┌─ Supplied records
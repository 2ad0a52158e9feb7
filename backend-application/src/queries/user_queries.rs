use std::time::Duration;

use backend_domain::{offset_from_minutes, CurrentUserView, PlatformError, UserContext, UserProfile};
use tracing::{error, warn};

use crate::{AppError, AppState};

#[derive(Debug, Clone, Copy, PartialEq, Eq)]
pub struct RetryPolicy {
    pub max_retries: u32,
    pub base_backoff_ms: u64,
}

impl RetryPolicy {
    pub fn from_config(state: &AppState) -> Self {
        Self {
            max_retries: state.config.user_info_max_retries,
            base_backoff_ms: state.config.user_info_backoff_ms,
        }
    }

    /// Delay before retry number `retry` (1-based): base, 2x base, 4x base...
    pub fn backoff(&self, retry: u32) -> Duration {
        let factor = 1u64 << retry.saturating_sub(1).min(16);
        Duration::from_millis(self.base_backoff_ms.saturating_mul(factor))
    }
}

async fn fetch_user_with_retry(
    state: &AppState,
    session_token: &str,
    policy: RetryPolicy,
) -> Result<UserProfile, AppError> {
    let mut retry = 0;
    loop {
        match state.user_directory.current_user(session_token).await {
            Ok(user) => return Ok(user),
            Err(PlatformError::Unauthorized) => return Err(AppError::Unauthorized),
            Err(err) => {
                if retry >= policy.max_retries {
                    error!("user info unavailable after {} attempts: {}", retry + 1, err);
                    state.metrics.record_user_info_failure();
                    return Err(AppError::UserInfoUnavailable {
                        attempts: retry + 1,
                    });
                }
                retry += 1;
                let delay = policy.backoff(retry);
                warn!(
                    "user info fetch failed (retry {} in {:?}): {}",
                    retry, delay, err
                );
                tokio::time::sleep(delay).await;
            }
        }
    }
}

/// Builds the caller's context. No session means the public view.
/// The offset comes from the header override, then the profile, then config.
pub async fn resolve_user_context(
    state: &AppState,
    session_token: Option<&str>,
    utc_offset_override: Option<i32>,
) -> Result<UserContext, AppError> {
    let session_token = session_token.map(str::trim).filter(|token| !token.is_empty());
    let user = match session_token {
        Some(token) => Some(fetch_user_with_retry(state, token, RetryPolicy::from_config(state)).await?),
        None => None,
    };
    let minutes = utc_offset_override
        .or_else(|| user.as_ref().and_then(|user| user.utc_offset_minutes))
        .unwrap_or(state.config.default_utc_offset_minutes);
    Ok(UserContext::new(user, offset_from_minutes(minutes)))
}

pub fn current_user_view(ctx: &UserContext) -> CurrentUserView {
    CurrentUserView::from(ctx)
}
└─
Exercise brief -
Could you report all lines of the listing that hold "await"?

Finished exercise -
        match state.user_directory.current_user(session_token).await {
                tokio::time::sleep(delay).await;
        Some(token) => Some(fetch_user_with_retry(state, token, RetryPolicy::from_config(state)).await?),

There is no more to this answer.